Task description
Copy out each line in the listing below where the word "Deserialize" appears.

··· Entries supplied ···

//! Call aggregate root

use crate::domain::call::candidates::CandidateLog;
use crate::domain::call::event::{
    CallAnswered, CallEnded, CallEvent, CallEventBase, CallInitiated, CandidateAdded,
};
use crate::domain::call::value_object::{CallStatus, CandidateSide};
use crate::domain::shared::error::DomainError;
use crate::domain::shared::events::EventMetadata;
use crate::domain::shared::result::Result;
use crate::domain::shared::value_objects::{CallId, PrincipalId, SessionId};
use chrono::{DateTime, Utc};
use serde::{Deserialize, Serialize};

/// Call aggregate root
///
/// One signaling negotiation between exactly two principals. Enforces the
/// role guards and the forward-only status machine; the offer, answer and
/// candidate payloads are stored opaquely and never interpreted.
#[derive(Debug, Clone, Serialize, Deserialize)]
pub struct Call {
    /// Aggregate root ID
    id: CallId,
    /// Scheduled-session binding, if the call was initiated inside one
    session_id: Option<SessionId>,
    /// Current status
    status: CallStatus,
    /// Initiating party; fixed at creation
    caller: PrincipalId,
    /// Target party; fixed at creation
    callee: PrincipalId,
    /// Session-description offer, set at creation
    offer: Option<String>,
    /// Session-description answer, set exactly once on answer
    answer: Option<String>,
    /// Candidates submitted by the caller, in submission order
    caller_candidates: CandidateLog,
    /// Candidates submitted by the callee, in submission order
    callee_candidates: CandidateLog,
    /// When the call was initiated
    started_at: DateTime<Utc>,
    /// When the call was answered (if applicable)
    answered_at: Option<DateTime<Utc>>,
    /// When the call ended (if applicable)
    ended_at: Option<DateTime<Utc>>,
    /// Optimistic-concurrency stamp, bumped by the store on each update
    version: u64,
    /// Pending domain events
    #[serde(skip)]
    events: Vec<CallEvent>,
}

impl Call {
    /// Create a new call in Initiated status
    ///
    /// Self-calls are rejected here, at creation time.
    pub fn new(
        id: CallId,
        caller: PrincipalId,
        callee: PrincipalId,
        offer: String,
        session_id: Option<SessionId>,
    ) -> Result<Self> {
        if caller == callee {
            return Err(DomainError::SelfCallNotAllowed);
        }

        let mut call = Self {
            id,
            session_id,
            status: CallStatus::Initiated,
            caller: caller.clone(),
            callee: callee.clone(),
            offer: Some(offer),
            answer: None,
            caller_candidates: CandidateLog::new(),
            callee_candidates: CandidateLog::new(),
            started_at: Utc::now(),
            answered_at: None,
            ended_at: None,
            version: 1,
            events: Vec::new(),
        };

        call.record_event(CallEvent::Initiated(CallInitiated {
            base: CallEventBase {
                metadata: EventMetadata::new("call.initiated".to_string()),
                call_id: id,
            },
            caller,
            callee,
            session_id,
        }));

        Ok(call)
    }

    /// Answer the call
    ///
    /// Only the callee may answer, and only once; a second answer is
    /// rejected rather than silently accepted, since it would overwrite
    /// negotiation state the caller may already have consumed.
    pub fn answer(&mut self, actor: &PrincipalId, answer: String) -> Result<()> {
        if actor != &self.callee {
            return Err(DomainError::Unauthorized(format!(
                "only the callee may answer call {}",
                self.id
            )));
        }

        if self.answer.is_some() {
            return Err(DomainError::AlreadyAnswered);
        }

        self.transition_to(CallStatus::Answered)?;
        let answered_at = Utc::now();
        self.answer = Some(answer);
        self.answered_at = Some(answered_at);

        self.record_event(CallEvent::Answered(CallAnswered {
            base: CallEventBase {
                metadata: EventMetadata::new("call.answered".to_string()),
                call_id: self.id,
            },
            answered_at,
        }));

        Ok(())
    }

    /// Append a connectivity candidate to the submitting participant's side
    ///
    /// Legal while the call is Initiated or Answered; candidates that arrive
    /// before the answer exists are retained and replayed like any others.
    pub fn add_candidate(&mut self, actor: &PrincipalId, candidate: String) -> Result<CandidateSide> {
        let side = self.side_of(actor).ok_or_else(|| {
            DomainError::Unauthorized(format!(
                "{} is not a participant of call {}",
                actor, self.id
            ))
        })?;

        if !self.status.is_active() {
            return Err(DomainError::InvalidTransition(format!(
                "cannot add candidates to ended call {}",
                self.id
            )));
        }

        match side {
            CandidateSide::Caller => self.caller_candidates.append(candidate),
            CandidateSide::Callee => self.callee_candidates.append(candidate),
        }

        self.record_event(CallEvent::CandidateAdded(CandidateAdded {
            base: CallEventBase {
                metadata: EventMetadata::new("call.candidate_added".to_string()),
                call_id: self.id,
            },
            side,
        }));

        Ok(side)
    }

    /// End the call
    ///
    /// Either participant may end, from Initiated or Answered. Terminal and
    /// irreversible.
    pub fn end(&mut self, actor: &PrincipalId) -> Result<()> {
        if self.side_of(actor).is_none() {
            return Err(DomainError::Unauthorized(format!(
                "{} is not a participant of call {}",
                actor, self.id
            )));
        }

        self.transition_to(CallStatus::Ended)?;
        let ended_at = Utc::now();
        self.ended_at = Some(ended_at);

        let duration_seconds = self
            .answered_at
            .map(|answered| (ended_at - answered).num_seconds());

        self.record_event(CallEvent::Ended(CallEnded {
            base: CallEventBase {
                metadata: EventMetadata::new("call.ended".to_string()),
                call_id: self.id,
            },
            ended_by: actor.clone(),
            ended_at,
            duration_seconds,
        }));

        Ok(())
    }

    /// Transition to a new status
    fn transition_to(&mut self, new_status: CallStatus) -> Result<()> {
        if !self.status.can_transition_to(new_status) {
            return Err(DomainError::InvalidTransition(format!(
                "cannot transition call {} from {} to {}",
                self.id, self.status, new_status
            )));
        }

        self.status = new_status;
        Ok(())
    }

    /// Record a domain event
    fn record_event(&mut self, event: CallEvent) {
        self.events.push(event);
    }

    /// Take all pending events
    pub fn take_events(&mut self) -> Vec<CallEvent> {
        std::mem::take(&mut self.events)
    }

    /// Which side of the call a principal occupies, if any
    pub fn side_of(&self, principal: &PrincipalId) -> Option<CandidateSide> {
        if principal == &self.caller {
            Some(CandidateSide::Caller)
        } else if principal == &self.callee {
            Some(CandidateSide::Callee)
        } else {
            None
        }
    }

    pub fn is_participant(&self, principal: &PrincipalId) -> bool {
        self.side_of(principal).is_some()
    }

    /// Candidate list for a given side, in submission order
    pub fn candidates(&self, side: CandidateSide) -> &CandidateLog {
        match side {
            CandidateSide::Caller => &self.caller_candidates,
            CandidateSide::Callee => &self.callee_candidates,
        }
    }

    // Getters
    pub fn id(&self) -> CallId {
        self.id
    }

    pub fn session_id(&self) -> Option<SessionId> {
        self.session_id
    }

    pub fn status(&self) -> CallStatus {
        self.status
    }

    pub fn caller(&self) -> &PrincipalId {
        &self.caller
    }

    pub fn callee(&self) -> &PrincipalId {
        &self.callee
    }

    pub fn offer(&self) -> Option<&str> {
        self.offer.as_deref()
    }

    pub fn answer_sdp(&self) -> Option<&str> {
        self.answer.as_deref()
    }

    pub fn started_at(&self) -> DateTime<Utc> {
        self.started_at
    }

    pub fn answered_at(&self) -> Option<DateTime<Utc>> {
        self.answered_at
    }

    pub fn ended_at(&self) -> Option<DateTime<Utc>> {
        self.ended_at
    }

    pub fn version(&self) -> u64 {
        self.version
    }

    pub(crate) fn set_version(&mut self, version: u64) {
        self.version = version;
    }

    pub fn is_active(&self) -> bool {
        self.status.is_active()
    }
}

···

Task answer
use serde::{Deserialize, Serialize};
#[derive(Debug, Clone, Serialize, Deserialize)]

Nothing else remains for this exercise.